Firstly, it once again exposes the entrenched difficulty of a two-tier local government system. This is a city council idea which it is the job of Kent County Council, as the highways authority, to implement.
The idea of extending the Sturry Road bus lane was first mooted by Canterbury City Council in 2013 as part of a district-wide transport strategy.
Richard Moore was, as he is now, the council’s transportation manager and spoke of buses “zipping along” into the city centre while drivers in cars sat fuming in the constipated lane next to them.
We’ll leave aside for a second the fact that others sitting around the briefing table that day – including former leader John Gilbey and chief executive Colin Carmichael – had bulky car fobs on key chains splayed in front of them.

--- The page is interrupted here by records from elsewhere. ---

//! Insight and benchmark rules over an aggregated [`Summary`].
//!
//! Everything here is a read-only derivation: the summary is never touched
//! and nothing is cached between calls.

use serde::{Deserialize, Serialize};
use std::fmt;

use tally_core::{Category, CategorySummary, MonthlySummary, Summary};

use crate::currency::{format_percentage, format_zar};

/// Thresholds the rules compare against. Rates and shares are percentages.
#[derive(Debug, Clone, PartialEq, Serialize, Deserialize)]
#[serde(default)]
pub struct Benchmarks {
    /// Average savings rate below this raises a critical alert
    pub critical_savings_rate: f64,
    /// Average savings rate below this is "below target"
    pub target_savings_rate: f64,
    /// Above this the savings rate is called excellent
    pub excellent_savings_rate: f64,
    /// Spend above `budget * overspend_factor` is itemised as an alert
    pub overspend_factor: f64,
    /// Top category share above this is called out
    pub dominant_category_share: f64,
    /// Fraction of the top category suggested as a cut
    pub category_reduction: f64,
    /// Savings rate the gap recommendation aims for
    pub goal_savings_rate: f64,
    pub recommended_savings_min: f64,
    pub recommended_savings_max: f64,
    /// Months of expenses an emergency fund should cover
    pub emergency_fund_months: f64,
    /// South African household savings rate
    pub national_savings_rate: f64,
    /// Annual tax-free savings account contribution limit (ZAR)
    pub tax_free_savings_limit: f64,
}

impl Default for Benchmarks {
    fn default() -> Self {
        Self {
            critical_savings_rate: 5.0,
            target_savings_rate: 10.0,
            excellent_savings_rate: 15.0,
            overspend_factor: 1.2,
            dominant_category_share: 30.0,
            category_reduction: 0.1,
            goal_savings_rate: 20.0,
            recommended_savings_min: 15.0,
            recommended_savings_max: 20.0,
            emergency_fund_months: 4.0,
            national_savings_rate: -0.1,
            tax_free_savings_limit: 36_000.0,
        }
    }
}

/// How loudly a finding should be shown
#[derive(Debug, Clone, Copy, PartialEq, Eq, PartialOrd, Ord, Serialize, Deserialize)]
#[serde(rename_all = "snake_case")]
pub enum Severity {
    /// Positive or neutral observation
    Info,
    /// Worth attention but not urgent
    Attention,
    /// Should be addressed soon
    Warning,
    /// Requires immediate attention
    Critical,
}

impl Severity {
    pub fn as_str(&self) -> &'static str {
        match self {
            Severity::Info => "info",
            Severity::Attention => "attention",
            Severity::Warning => "warning",
            Severity::Critical => "critical",
        }
    }
}

impl fmt::Display for Severity {
    fn fmt(&self, f: &mut fmt::Formatter<'_>) -> fmt::Result {
        write!(f, "{}", self.as_str())
    }
}

/// One qualitative observation
#[derive(Debug, Clone, PartialEq, Serialize, Deserialize)]
#[serde(tag = "kind", rename_all = "snake_case")]
pub enum Finding {
    ExcellentSavingsRate { rate: f64 },
    GoodSavingsRate { rate: f64 },
    CategoriesUnderBudget { count: usize },
    BelowTargetSavingsRate { rate: f64, target: f64 },
    DominantCategory { category: Category, share: f64 },
    CategoriesOverBudget { count: usize },
    CriticalSavingsRate { rate: f64, threshold: f64 },
    CategoryOverspend { category: Category, percent_over: f64 },
}

impl Finding {
    pub fn severity(&self) -> Severity {
        match self {
            Finding::ExcellentSavingsRate { .. }
            | Finding::GoodSavingsRate { .. }
            | Finding::CategoriesUnderBudget { .. } => Severity::Info,
            Finding::BelowTargetSavingsRate { .. }
            | Finding::DominantCategory { .. }
            | Finding::CategoriesOverBudget { .. } => Severity::Attention,
            Finding::CategoryOverspend { .. } => Severity::Warning,
            Finding::CriticalSavingsRate { .. } => Severity::Critical,
        }
    }

    /// Alerts are findings that need action
    pub fn is_alert(&self) -> bool {
        self.severity() >= Severity::Warning
    }

    pub fn message(&self) -> String {
        match self {
            Finding::ExcellentSavingsRate { rate } => {
                format!("Excellent savings rate of {}", format_percentage(*rate, 1))
            }
            Finding::GoodSavingsRate { rate } => {
                format!("Good savings rate of {}", format_percentage(*rate, 1))
            }
            Finding::CategoriesUnderBudget { count } => {
                format!("{} categories under budget", count)
            }
            Finding::BelowTargetSavingsRate { rate, target } => format!(
                "Savings rate of {} is below the {} SA target",
                format_percentage(*rate, 1),
                threshold_label(*target)
            ),
            Finding::DominantCategory { category, share } => format!(
                "{} takes up {} of spending",
                category,
                format_percentage(*share, 1)
            ),
            Finding::CategoriesOverBudget { count } => {
                format!("{} categories over budget", count)
            }
            Finding::CriticalSavingsRate { rate, threshold } => format!(
                "Critical: savings rate of {} is below {}, consider an urgent budget review",
                format_percentage(*rate, 1),
                threshold_label(*threshold)
            ),
            Finding::CategoryOverspend {
                category,
                percent_over,
            } => format!(
                "{} spending is {} over budget",
                category,
                format_percentage(*percent_over, 1)
            ),
        }
    }
}

#[derive(Debug, Clone, PartialEq, Serialize, Deserialize)]
pub struct KeyMetrics {
    pub average_income: f64,
    pub average_expenses: f64,
    pub average_savings_rate: f64,
}

#[derive(Debug, Clone, PartialEq, Serialize, Deserialize)]
pub struct MonthHighlight {
    pub key: String,
    pub label: String,
    pub savings_rate: f64,
}

impl From<&MonthlySummary> for MonthHighlight {
    fn from(m: &MonthlySummary) -> Self {
        Self {
            key: m.key.clone(),
            label: m.label.clone(),
            savings_rate: m.savings_rate,
        }
    }
}

#[derive(Debug, Clone, PartialEq, Serialize, Deserialize)]
pub struct TopCategory {
    pub category: Category,
    pub spent: f64,
    pub share: f64,
}

#[derive(Debug, Clone, PartialEq, Serialize, Deserialize)]
pub struct Recommendations {
    /// Cut applied to the top category, as a percentage
    pub category_reduction_pct: f64,
    /// Saved by cutting the top category by `category_reduction_pct`
    pub top_category_saving: Option<f64>,
    /// Savings rate the gap is measured against
    pub goal_savings_rate: f64,
    /// Extra monthly savings needed to reach `goal_savings_rate`
    pub savings_gap_to_goal: Option<f64>,
    pub emergency_fund_target: f64,
    pub recommended_savings_min: f64,
    pub recommended_savings_max: f64,
    pub tax_free_savings_limit: f64,
    /// Average savings rate beats the national household rate
    pub above_national_average: bool,
}

/// Everything derived from one summary
#[derive(Debug, Clone, PartialEq, Serialize, Deserialize)]
pub struct Insights {
    pub metrics: KeyMetrics,
    pub best_month: Option<MonthHighlight>,
    pub worst_month: Option<MonthHighlight>,
    pub top_category: Option<TopCategory>,
    pub over_budget: Vec<Category>,
    pub under_budget: Vec<Category>,
    pub findings: Vec<Finding>,
    pub recommendations: Recommendations,
}

impl Insights {
    pub fn alerts(&self) -> impl Iterator<Item = &Finding> {
        self.findings.iter().filter(|f| f.is_alert())
    }

    pub fn notes(&self) -> impl Iterator<Item = &Finding> {
        self.findings.iter().filter(|f| !f.is_alert())
    }
}

/// Derive insights from a summary.
pub fn derive_insights(summary: &Summary, bench: &Benchmarks) -> Insights {
    let metrics = key_metrics(&summary.monthly);
    let rate = metrics.average_savings_rate;

    let best_month = best_month(&summary.monthly).map(MonthHighlight::from);
    let worst_month = worst_month(&summary.monthly).map(MonthHighlight::from);
    let top_category = top_category(&summary.categories).map(|c| TopCategory {
        category: c.category,
        spent: c.spent,
        share: c.percentage_of_total_spend,
    });

    let over_budget: Vec<Category> = summary
        .categories
        .iter()
        .filter(|c| c.is_over_budget())
        .map(|c| c.category)
        .collect();
    let under_budget: Vec<Category> = summary
        .categories
        .iter()
        .filter(|c| c.is_under_budget())
        .map(|c| c.category)
        .collect();

    let mut findings = Vec::new();

    if rate > bench.excellent_savings_rate {
        findings.push(Finding::ExcellentSavingsRate { rate });
    } else if rate > bench.target_savings_rate {
        findings.push(Finding::GoodSavingsRate { rate });
    }
    if !under_budget.is_empty() {
        findings.push(Finding::CategoriesUnderBudget {
            count: under_budget.len(),
        });
    }

    if rate < bench.target_savings_rate {
        findings.push(Finding::BelowTargetSavingsRate {
            rate,
            target: bench.target_savings_rate,
        });
    }
    if let Some(top) = &top_category {
        if top.share > bench.dominant_category_share {
            findings.push(Finding::DominantCategory {
                category: top.category,
                share: top.share,
            });
        }
    }
    if !over_budget.is_empty() {
        findings.push(Finding::CategoriesOverBudget {
            count: over_budget.len(),
        });
    }

    if rate < bench.critical_savings_rate {
        findings.push(Finding::CriticalSavingsRate {
            rate,
            threshold: bench.critical_savings_rate,
        });
    }
    for c in &summary.categories {
        if c.budget > 0.0 && c.spent > c.budget * bench.overspend_factor {
            findings.push(Finding::CategoryOverspend {
                category: c.category,
                percent_over: (c.spent / c.budget - 1.0) * 100.0,
            });
        }
    }

    let recommendations = recommendations(&metrics, top_category.as_ref(), bench);

    Insights {
        metrics,
        best_month,
        worst_month,
        top_category,
        over_budget,
        under_budget,
        findings,
        recommendations,
    }
}

fn key_metrics(monthly: &[MonthlySummary]) -> KeyMetrics {
    if monthly.is_empty() {
        return KeyMetrics {
            average_income: 0.0,
            average_expenses: 0.0,
            average_savings_rate: 0.0,
        };
    }

    let n = monthly.len() as f64;
    KeyMetrics {
        average_income: monthly.iter().map(|m| m.income).sum::<f64>() / n,
        average_expenses: monthly.iter().map(|m| m.expenses).sum::<f64>() / n,
        average_savings_rate: monthly.iter().map(|m| m.savings_rate).sum::<f64>() / n,
    }
}

/// Highest savings rate; the earliest month wins a tie.
fn best_month(monthly: &[MonthlySummary]) -> Option<&MonthlySummary> {
    monthly.iter().fold(None, |best: Option<&MonthlySummary>, m| match best {
        Some(b) if m.savings_rate <= b.savings_rate => Some(b),
        _ => Some(m),
    })
}

/// Lowest savings rate; the earliest month wins a tie.
fn worst_month(monthly: &[MonthlySummary]) -> Option<&MonthlySummary> {
    monthly.iter().fold(None, |worst: Option<&MonthlySummary>, m| match worst {
        Some(w) if m.savings_rate >= w.savings_rate => Some(w),
        _ => Some(m),
    })
}

/// Largest spend; the first-seen category wins a tie.
fn top_category(categories: &[CategorySummary]) -> Option<&CategorySummary> {
    categories.iter().fold(None, |top: Option<&CategorySummary>, c| match top {
        Some(t) if c.spent <= t.spent => Some(t),
        _ => Some(c),
    })
}

fn recommendations(
    metrics: &KeyMetrics,
    top: Option<&TopCategory>,
    bench: &Benchmarks,
) -> Recommendations {
    let income = metrics.average_income;
    let expenses = metrics.average_expenses;
    let gap = income * bench.goal_savings_rate / 100.0 - (income - expenses);

    Recommendations {
        category_reduction_pct: bench.category_reduction * 100.0,
        top_category_saving: top.map(|t| t.spent * bench.category_reduction),
        goal_savings_rate: bench.goal_savings_rate,
        savings_gap_to_goal: (gap > 0.0).then_some(gap),
        emergency_fund_target: expenses * bench.emergency_fund_months,
        recommended_savings_min: income * bench.recommended_savings_min / 100.0,
        recommended_savings_max: income * bench.recommended_savings_max / 100.0,
        tax_free_savings_limit: bench.tax_free_savings_limit,
        above_national_average: metrics.average_savings_rate > bench.national_savings_rate,
    }
}

/// `10%`, `12.5%`: a configured percentage without trailing zeros
fn threshold_label(pct: f64) -> String {
    format!("{}%", (pct * 100.0).round() / 100.0)
}

/// Human-readable lines for the recommendations block
pub fn recommendation_lines(insights: &Insights) -> Vec<String> {
    let rec = &insights.recommendations;
    let mut lines = Vec::new();

    if let (Some(top), Some(saving)) = (&insights.top_category, rec.top_category_saving) {
        lines.push(format!(
            "Reducing {} by {} would save {}",
            top.category,
            threshold_label(rec.category_reduction_pct),
            format_zar(saving)
        ));
    }
    if let Some(gap) = rec.savings_gap_to_goal {
        lines.push(format!(
            "Save {} more each month to reach a {} savings rate",
            format_zar(gap),
            threshold_label(rec.goal_savings_rate)
        ));
    }
    lines.push(format!(
        "Recommended savings: {} - {} per month",
        format_zar(rec.recommended_savings_min),
        format_zar(rec.recommended_savings_max)
    ));
    lines.push(format!(
        "Emergency fund target: {}",
        format_zar(rec.emergency_fund_target)
    ));
    lines.push(format!(
        "Tax-free savings allowance: {} per year",
        format_zar(rec.tax_free_savings_limit)
    ));
    lines.push(if rec.above_national_average {
        "Savings rate is above the SA household average".to_string()
    } else {
        "Savings rate is below the SA household average".to_string()
    });

    lines
}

The aim of extending the bus lane and of other schemes such as the Westgate Towers traffic trial is twofold: to improve air quality and reduce congestion by getting people out of cars.
But Westgate showed us, as Sturry Road does now, a paucity of co-ordinated thinking. A city council idea ultimately undone by the county council.
The Sturry Road bus lane extension scheme highlights another uniquely Canterbury complication: namely, that any proposal to make a significant alteration to the city’s road system will always be met with a barrage of criticism.
We saw it with Westgate when attacks before its implementation in 2012 intensified after the launch, despite the efforts of council leaders to persuade people to calm down and wait for the scheme to “bed in”.
So here, too, we saw instant opposition to the idea on the basis that much of the city would be paralysed by 20 weeks of disruption due to road works needed to create the additional bus lane.
Now, Kent County Council has raised the issue of the underground infrastructure – pipes, cable, ducts – as complicating the proposed work still further.
The work, planned to start on April 9, has now been postponed. It is not clear in what form it will, if it does, go ahead.
So Canterbury has to ask itself a question: what price is it really willing to pay for cleaner, greener city?